» Work to be completed: Filter the lines below, copying only those with the string "value".

>>

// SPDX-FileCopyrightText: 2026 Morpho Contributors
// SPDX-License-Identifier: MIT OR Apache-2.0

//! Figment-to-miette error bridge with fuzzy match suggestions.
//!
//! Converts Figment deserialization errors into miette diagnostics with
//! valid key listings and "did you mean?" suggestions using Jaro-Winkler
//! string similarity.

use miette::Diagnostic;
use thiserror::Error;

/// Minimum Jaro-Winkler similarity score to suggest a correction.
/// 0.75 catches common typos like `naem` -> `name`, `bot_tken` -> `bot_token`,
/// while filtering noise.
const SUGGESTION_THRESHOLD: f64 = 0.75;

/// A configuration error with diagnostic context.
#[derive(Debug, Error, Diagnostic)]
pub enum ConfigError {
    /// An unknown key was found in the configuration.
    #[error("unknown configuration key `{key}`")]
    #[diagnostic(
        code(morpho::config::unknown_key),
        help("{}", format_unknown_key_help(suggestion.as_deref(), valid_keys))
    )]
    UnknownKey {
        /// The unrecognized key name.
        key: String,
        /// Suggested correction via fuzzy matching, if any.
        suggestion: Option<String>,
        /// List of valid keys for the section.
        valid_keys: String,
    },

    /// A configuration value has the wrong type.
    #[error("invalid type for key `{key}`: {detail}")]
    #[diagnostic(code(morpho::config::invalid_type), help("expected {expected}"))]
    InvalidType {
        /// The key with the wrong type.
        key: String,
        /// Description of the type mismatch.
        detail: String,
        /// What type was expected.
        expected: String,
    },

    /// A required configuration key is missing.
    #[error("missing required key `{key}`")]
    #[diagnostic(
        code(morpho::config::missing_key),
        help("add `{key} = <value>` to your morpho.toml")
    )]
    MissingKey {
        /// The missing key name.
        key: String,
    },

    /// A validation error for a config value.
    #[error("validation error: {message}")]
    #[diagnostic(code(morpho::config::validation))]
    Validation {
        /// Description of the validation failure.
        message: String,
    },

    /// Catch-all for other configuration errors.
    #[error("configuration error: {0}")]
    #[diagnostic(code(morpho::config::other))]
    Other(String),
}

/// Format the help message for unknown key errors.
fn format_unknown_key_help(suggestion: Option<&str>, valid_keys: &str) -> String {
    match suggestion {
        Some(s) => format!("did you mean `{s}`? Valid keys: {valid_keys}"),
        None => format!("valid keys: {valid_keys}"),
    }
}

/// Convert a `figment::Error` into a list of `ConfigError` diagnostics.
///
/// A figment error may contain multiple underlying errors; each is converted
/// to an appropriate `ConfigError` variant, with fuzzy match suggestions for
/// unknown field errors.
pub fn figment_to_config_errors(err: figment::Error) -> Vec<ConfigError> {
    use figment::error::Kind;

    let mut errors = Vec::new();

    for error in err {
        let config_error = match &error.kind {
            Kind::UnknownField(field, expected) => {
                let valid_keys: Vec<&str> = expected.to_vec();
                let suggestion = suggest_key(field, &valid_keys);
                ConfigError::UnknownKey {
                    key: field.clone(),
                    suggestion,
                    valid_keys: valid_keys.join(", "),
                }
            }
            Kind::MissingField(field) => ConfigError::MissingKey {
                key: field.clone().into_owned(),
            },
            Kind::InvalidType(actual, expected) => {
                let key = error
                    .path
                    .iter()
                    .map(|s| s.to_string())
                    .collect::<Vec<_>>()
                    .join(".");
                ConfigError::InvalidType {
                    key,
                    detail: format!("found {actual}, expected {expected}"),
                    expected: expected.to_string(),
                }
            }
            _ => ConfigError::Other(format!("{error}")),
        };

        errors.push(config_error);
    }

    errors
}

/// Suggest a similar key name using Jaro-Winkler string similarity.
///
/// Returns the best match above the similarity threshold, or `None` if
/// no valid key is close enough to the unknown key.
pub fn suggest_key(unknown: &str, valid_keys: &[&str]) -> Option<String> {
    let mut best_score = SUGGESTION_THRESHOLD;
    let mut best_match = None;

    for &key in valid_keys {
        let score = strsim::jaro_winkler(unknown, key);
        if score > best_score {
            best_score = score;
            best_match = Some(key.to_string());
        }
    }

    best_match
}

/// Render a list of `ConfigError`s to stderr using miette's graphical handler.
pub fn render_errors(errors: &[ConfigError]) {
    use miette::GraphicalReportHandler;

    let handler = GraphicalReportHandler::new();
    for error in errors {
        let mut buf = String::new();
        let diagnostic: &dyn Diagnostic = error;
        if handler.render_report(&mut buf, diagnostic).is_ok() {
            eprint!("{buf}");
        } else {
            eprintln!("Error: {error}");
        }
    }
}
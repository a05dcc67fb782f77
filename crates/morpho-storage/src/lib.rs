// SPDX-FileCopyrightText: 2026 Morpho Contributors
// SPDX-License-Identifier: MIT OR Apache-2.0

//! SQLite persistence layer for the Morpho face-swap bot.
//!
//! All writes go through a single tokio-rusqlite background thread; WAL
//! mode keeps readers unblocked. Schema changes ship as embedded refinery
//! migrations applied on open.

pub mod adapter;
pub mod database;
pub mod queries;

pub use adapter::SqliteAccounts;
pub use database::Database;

<<

» Solution:
    /// A configuration value has the wrong type.
        help("add `{key} = <value>` to your morpho.toml")
    /// A validation error for a config value.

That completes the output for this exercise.